I have debt... Personal, medical... I can't take a pay cut when I am not making ends meet now. God may love me but I do not see how this life situation reflects him liking me.

It's sort of the way I feel about Jon's side of the family. They think I am ok because its the Christian thing to do but they don't love me. They must not because eventually they have all thrown out an opinion about something they've been judging me on since they met me. Like the conversation 3 years ago when my mother in law told me she doesn't understand how honest I can be after praising my honesty in the passed or the sister in law we supported through bad life decisions and was positive to until she started handling her own junk jumping my shit over the fact that I curse in front of my kids. I have a father in law who seemed to like me until his kids all started talking to him again. I guess I just don't understand them. And after 5 years I think I have to let go of the hope I ever will.

I just feel like I can never be me. Thanks for becoming a Christian enjoy the life of Job while acting like you can manage because God has your back.

But I can't manage. Just so you know.
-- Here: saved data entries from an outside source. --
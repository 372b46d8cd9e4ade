/*
    Nyx, blazing fast astrodynamics
    Copyright (C) 2018-onwards Christopher Rabotin <christopher.rabotin@gmail.com>

    This program is free software: you can redistribute it and/or modify
    it under the terms of the GNU Affero General Public License as published
    by the Free Software Foundation, either version 3 of the License, or
    (at your option) any later version.

    This program is distributed in the hope that it will be useful,
    but WITHOUT ANY WARRANTY; without even the implied warranty of
    MERCHANTABILITY or FITNESS FOR A PARTICULAR PURPOSE.  See the
    GNU Affero General Public License for more details.

    You should have received a copy of the GNU Affero General Public License
    along with this program.  If not, see <https://www.gnu.org/licenses/>.
*/

use super::rk4::check_step;
use super::{rk_step, InertialState, KeplerianElements, PropagationError, StepSchedule, RK4Fixed};
use crate::cosmic::EARTH_GM_M3_S2;
use crate::dynamics::{pack_state, unpack_state};
use crate::linalg::{Vector3, Vector6};
use serde_derive::{Deserialize, Serialize};
use typed_builder::TypedBuilder;

/// Default ratio of the position deviation to the reference radius above which the reference is rectified.
pub const DEFAULT_RECTIFICATION_RATIO: f64 = 0.01;

fn default_step_s() -> f64 {
    1.0
}

fn default_gm() -> f64 {
    EARTH_GM_M3_S2
}

fn default_ratio() -> f64 {
    DEFAULT_RECTIFICATION_RATIO
}

/// Settings of the Encke propagation.
#[derive(Copy, Clone, Debug, PartialEq, Serialize, Deserialize, TypedBuilder)]
#[builder(doc)]
pub struct EnckeSettings {
    /// Maximum integration step of the deviation, in seconds
    #[builder(default = 1.0)]
    #[serde(default = "default_step_s")]
    pub step_s: f64,
    #[builder(default = EARTH_GM_M3_S2)]
    #[serde(default = "default_gm")]
    pub gm_m3_s2: f64,
    /// The reference orbit is re-osculated when |δr| / |r_ref| exceeds this ratio
    #[builder(default = DEFAULT_RECTIFICATION_RATIO)]
    #[serde(default = "default_ratio")]
    pub rectification_ratio: f64,
}

impl Default for EnckeSettings {
    fn default() -> Self {
        Self::builder().build()
    }
}

/// Battin's f(q) function, which avoids the difference of two nearly equal numbers in Encke's method.
///
/// Reference: Battin, An Introduction to the Mathematics and Methods of Astrodynamics, 1999, section 9.3.
pub fn battin_f(q: f64) -> f64 {
    q * (3.0 + 3.0 * q + q * q) / (1.0 + (1.0 + q).powf(1.5))
}

/// Encke propagation: only the deviation from an osculating Keplerian reference orbit is integrated.
#[derive(Clone, Debug)]
pub struct EnckePropagation {
    settings: EnckeSettings,
    reference: KeplerianElements,
    /// Elapsed time at which the reference elements are defined
    reference_time_s: f64,
    /// Deviation [δr, δv] from the reference orbit
    deviation: Vector6<f64>,
    current_time_s: f64,
    state: InertialState,
    rectifications: usize,
}

impl EnckePropagation {
    /// Initializes the propagation from the provided inertial state at elapsed time zero.
    pub fn new(
        settings: EnckeSettings,
        position_i_m: Vector3<f64>,
        velocity_i_m_s: Vector3<f64>,
    ) -> Result<Self, PropagationError> {
        check_step(settings.step_s)?;
        let reference =
            KeplerianElements::from_cartesian(&position_i_m, &velocity_i_m_s, settings.gm_m3_s2)?;
        info!(
            "Encke propagation with a step of {} s, rectified above a ratio of {}, from {reference}",
            settings.step_s, settings.rectification_ratio
        );
        Ok(Self {
            settings,
            reference,
            reference_time_s: 0.0,
            deviation: Vector6::zeros(),
            current_time_s: 0.0,
            state: InertialState::new(position_i_m, velocity_i_m_s),
            rectifications: 0,
        })
    }

    /// Time derivative of the deviation, `t_s` being the elapsed simulation time.
    fn deviation_eom(
        &self,
        t_s: f64,
        deviation: &Vector6<f64>,
        perturbation_i_m_s2: &Vector3<f64>,
    ) -> Result<Vector6<f64>, PropagationError> {
        let (r_ref, _) = self
            .reference
            .to_cartesian_after(t_s - self.reference_time_s)?;
        let (delta_r, delta_v) = unpack_state(deviation);
        let r = r_ref + delta_r;
        let q = delta_r.dot(&(delta_r - 2.0 * r)) / r.norm_squared();
        let delta_acc = -self.settings.gm_m3_s2 / r_ref.norm().powi(3) * (delta_r + battin_f(q) * r)
            + perturbation_i_m_s2;
        Ok(pack_state(&delta_v, &delta_acc))
    }

    /// Integrates the deviation until `end_time_s` with steps of at most the configured step.
    ///
    /// The perturbation is held constant over the whole call.
    pub fn propagate(
        &mut self,
        end_time_s: f64,
        acceleration_i_m_s2: &Vector3<f64>,
    ) -> Result<InertialState, PropagationError> {
        for step in StepSchedule::new(self.current_time_s, end_time_s, self.settings.step_s) {
            let t = self.current_time_s;
            self.deviation = rk_step::<RK4Fixed, _, _>(t, &self.deviation, step, |t, dev| {
                self.deviation_eom(t, dev, acceleration_i_m_s2)
            })?;
            self.current_time_s += step;
            self.update_state()?;
        }
        if end_time_s.is_finite() && end_time_s > self.current_time_s {
            self.current_time_s = end_time_s;
        }
        Ok(self.state)
    }

    /// Rebuilds the true state from the reference and the deviation, and rectifies if needed.
    fn update_state(&mut self) -> Result<(), PropagationError> {
        let (r_ref, v_ref) = self
            .reference
            .to_cartesian_after(self.current_time_s - self.reference_time_s)?;
        let (delta_r, delta_v) = unpack_state(&self.deviation);
        self.state = InertialState::new(r_ref + delta_r, v_ref + delta_v);
        if delta_r.norm() / r_ref.norm() > self.settings.rectification_ratio {
            warn!(
                "Encke deviation of {:.3} m at {:.3} s, rectifying the reference",
                delta_r.norm(),
                self.current_time_s
            );
            self.rectify()?;
        }
        Ok(())
    }

    /// Re-osculates the reference orbit to the current true state and zeroes the deviation.
    fn rectify(&mut self) -> Result<(), PropagationError> {
        self.reference = KeplerianElements::from_cartesian(
            &self.state.position_i_m,
            &self.state.velocity_i_m_s,
            self.settings.gm_m3_s2,
        )?;
        self.reference_time_s = self.current_time_s;
        self.deviation = Vector6::zeros();
        self.rectifications += 1;
        Ok(())
    }

    pub fn add_position_offset(&mut self, offset_i_m: &Vector3<f64>) -> Result<(), PropagationError> {
        self.state.position_i_m += offset_i_m;
        self.rectify()
    }

    pub fn state(&self) -> InertialState {
        self.state
    }

    pub fn reference(&self) -> &KeplerianElements {
        &self.reference
    }

    /// Number of times the reference orbit was re-osculated.
    pub fn rectifications(&self) -> usize {
        self.rectifications
    }

    pub fn current_time_s(&self) -> f64 {
        self.current_time_s
    }
}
Last week I tried to tell my mom how bad I am taking my feelings at the moment and it blew back at me like sand in a wind storm. I miss having someone to talk to who got me, this year I feel JB's death to the core of me. In a room full of people I feel alone and judged and like it is my responsibility to make it ok for my kids sake. I don't trust anyone or anything not even myself. In the end, maybe that's why they don't like me.